What you are asked to do:
Tally the lines in the records underneath that contain the string "verbose", and state the figure by itself.

Supplied data:
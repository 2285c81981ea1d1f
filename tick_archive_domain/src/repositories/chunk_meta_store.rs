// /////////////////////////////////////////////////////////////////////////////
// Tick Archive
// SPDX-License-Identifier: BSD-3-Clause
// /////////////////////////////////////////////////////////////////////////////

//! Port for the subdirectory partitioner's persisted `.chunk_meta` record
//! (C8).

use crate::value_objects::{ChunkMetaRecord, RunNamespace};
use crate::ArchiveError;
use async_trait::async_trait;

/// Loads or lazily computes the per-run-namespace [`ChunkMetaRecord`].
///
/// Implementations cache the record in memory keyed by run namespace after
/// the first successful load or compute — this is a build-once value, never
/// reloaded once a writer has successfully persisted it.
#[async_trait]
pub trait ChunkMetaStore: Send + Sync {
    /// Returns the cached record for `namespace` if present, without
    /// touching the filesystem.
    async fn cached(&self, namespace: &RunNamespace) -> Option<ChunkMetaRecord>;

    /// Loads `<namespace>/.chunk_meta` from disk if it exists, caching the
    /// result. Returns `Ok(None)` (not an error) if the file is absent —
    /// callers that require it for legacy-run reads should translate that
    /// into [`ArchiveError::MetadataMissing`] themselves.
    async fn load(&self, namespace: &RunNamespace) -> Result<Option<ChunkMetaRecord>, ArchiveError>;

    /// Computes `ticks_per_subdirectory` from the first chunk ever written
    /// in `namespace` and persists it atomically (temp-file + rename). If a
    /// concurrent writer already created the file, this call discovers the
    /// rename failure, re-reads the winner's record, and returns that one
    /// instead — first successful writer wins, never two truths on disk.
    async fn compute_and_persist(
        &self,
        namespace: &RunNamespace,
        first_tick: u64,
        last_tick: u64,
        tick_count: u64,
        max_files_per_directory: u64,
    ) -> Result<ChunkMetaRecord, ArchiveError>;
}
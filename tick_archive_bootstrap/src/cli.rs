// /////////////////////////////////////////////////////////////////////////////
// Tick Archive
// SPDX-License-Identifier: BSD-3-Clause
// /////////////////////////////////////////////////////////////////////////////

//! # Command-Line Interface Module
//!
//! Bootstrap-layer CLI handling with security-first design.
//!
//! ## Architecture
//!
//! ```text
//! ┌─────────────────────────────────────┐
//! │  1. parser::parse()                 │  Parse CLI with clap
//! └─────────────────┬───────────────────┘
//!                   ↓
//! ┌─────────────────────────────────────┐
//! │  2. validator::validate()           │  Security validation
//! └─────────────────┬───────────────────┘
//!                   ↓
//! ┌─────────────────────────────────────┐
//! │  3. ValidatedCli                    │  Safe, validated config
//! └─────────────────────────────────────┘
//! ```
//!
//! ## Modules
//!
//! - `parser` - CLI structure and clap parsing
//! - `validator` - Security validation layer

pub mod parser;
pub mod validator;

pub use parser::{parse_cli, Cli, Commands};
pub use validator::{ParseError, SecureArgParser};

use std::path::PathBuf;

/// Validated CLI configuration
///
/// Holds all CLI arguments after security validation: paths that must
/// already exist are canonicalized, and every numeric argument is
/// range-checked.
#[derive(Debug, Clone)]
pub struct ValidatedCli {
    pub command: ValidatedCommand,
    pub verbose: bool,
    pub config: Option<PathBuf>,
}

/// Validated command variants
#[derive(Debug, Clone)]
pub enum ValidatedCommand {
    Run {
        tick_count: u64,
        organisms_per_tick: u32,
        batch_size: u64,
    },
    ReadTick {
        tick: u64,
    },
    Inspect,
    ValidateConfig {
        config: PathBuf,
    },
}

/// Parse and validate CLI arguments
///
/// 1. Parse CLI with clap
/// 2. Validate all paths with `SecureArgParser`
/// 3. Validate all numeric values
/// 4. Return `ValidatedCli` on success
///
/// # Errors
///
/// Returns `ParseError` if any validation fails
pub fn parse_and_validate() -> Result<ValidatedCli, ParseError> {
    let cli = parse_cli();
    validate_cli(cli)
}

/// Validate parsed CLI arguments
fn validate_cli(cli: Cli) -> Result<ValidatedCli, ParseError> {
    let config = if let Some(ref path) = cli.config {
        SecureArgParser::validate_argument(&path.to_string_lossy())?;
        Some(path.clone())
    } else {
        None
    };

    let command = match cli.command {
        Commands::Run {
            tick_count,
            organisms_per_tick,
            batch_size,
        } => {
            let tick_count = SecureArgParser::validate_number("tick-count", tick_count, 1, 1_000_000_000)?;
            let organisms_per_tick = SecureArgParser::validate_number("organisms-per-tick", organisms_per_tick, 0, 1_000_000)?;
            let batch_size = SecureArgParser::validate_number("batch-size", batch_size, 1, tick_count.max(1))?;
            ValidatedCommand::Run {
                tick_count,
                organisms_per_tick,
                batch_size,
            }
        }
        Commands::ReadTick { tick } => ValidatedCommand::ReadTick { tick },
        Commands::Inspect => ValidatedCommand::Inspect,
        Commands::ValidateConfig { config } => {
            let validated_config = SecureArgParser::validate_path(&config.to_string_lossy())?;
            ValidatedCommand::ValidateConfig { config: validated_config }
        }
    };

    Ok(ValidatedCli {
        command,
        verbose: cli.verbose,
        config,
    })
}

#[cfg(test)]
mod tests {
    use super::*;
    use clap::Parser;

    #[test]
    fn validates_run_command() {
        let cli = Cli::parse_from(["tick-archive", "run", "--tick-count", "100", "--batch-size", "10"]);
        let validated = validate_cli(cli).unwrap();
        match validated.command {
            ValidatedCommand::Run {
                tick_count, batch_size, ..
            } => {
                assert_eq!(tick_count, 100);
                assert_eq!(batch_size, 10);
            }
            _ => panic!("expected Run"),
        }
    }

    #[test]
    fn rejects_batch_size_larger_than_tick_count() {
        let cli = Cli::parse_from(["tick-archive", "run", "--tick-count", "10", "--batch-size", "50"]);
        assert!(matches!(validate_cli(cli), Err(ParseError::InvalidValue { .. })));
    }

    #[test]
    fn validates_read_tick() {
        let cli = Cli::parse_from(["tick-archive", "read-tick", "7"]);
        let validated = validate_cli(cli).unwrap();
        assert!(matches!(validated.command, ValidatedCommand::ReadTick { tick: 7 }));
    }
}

Task result:
2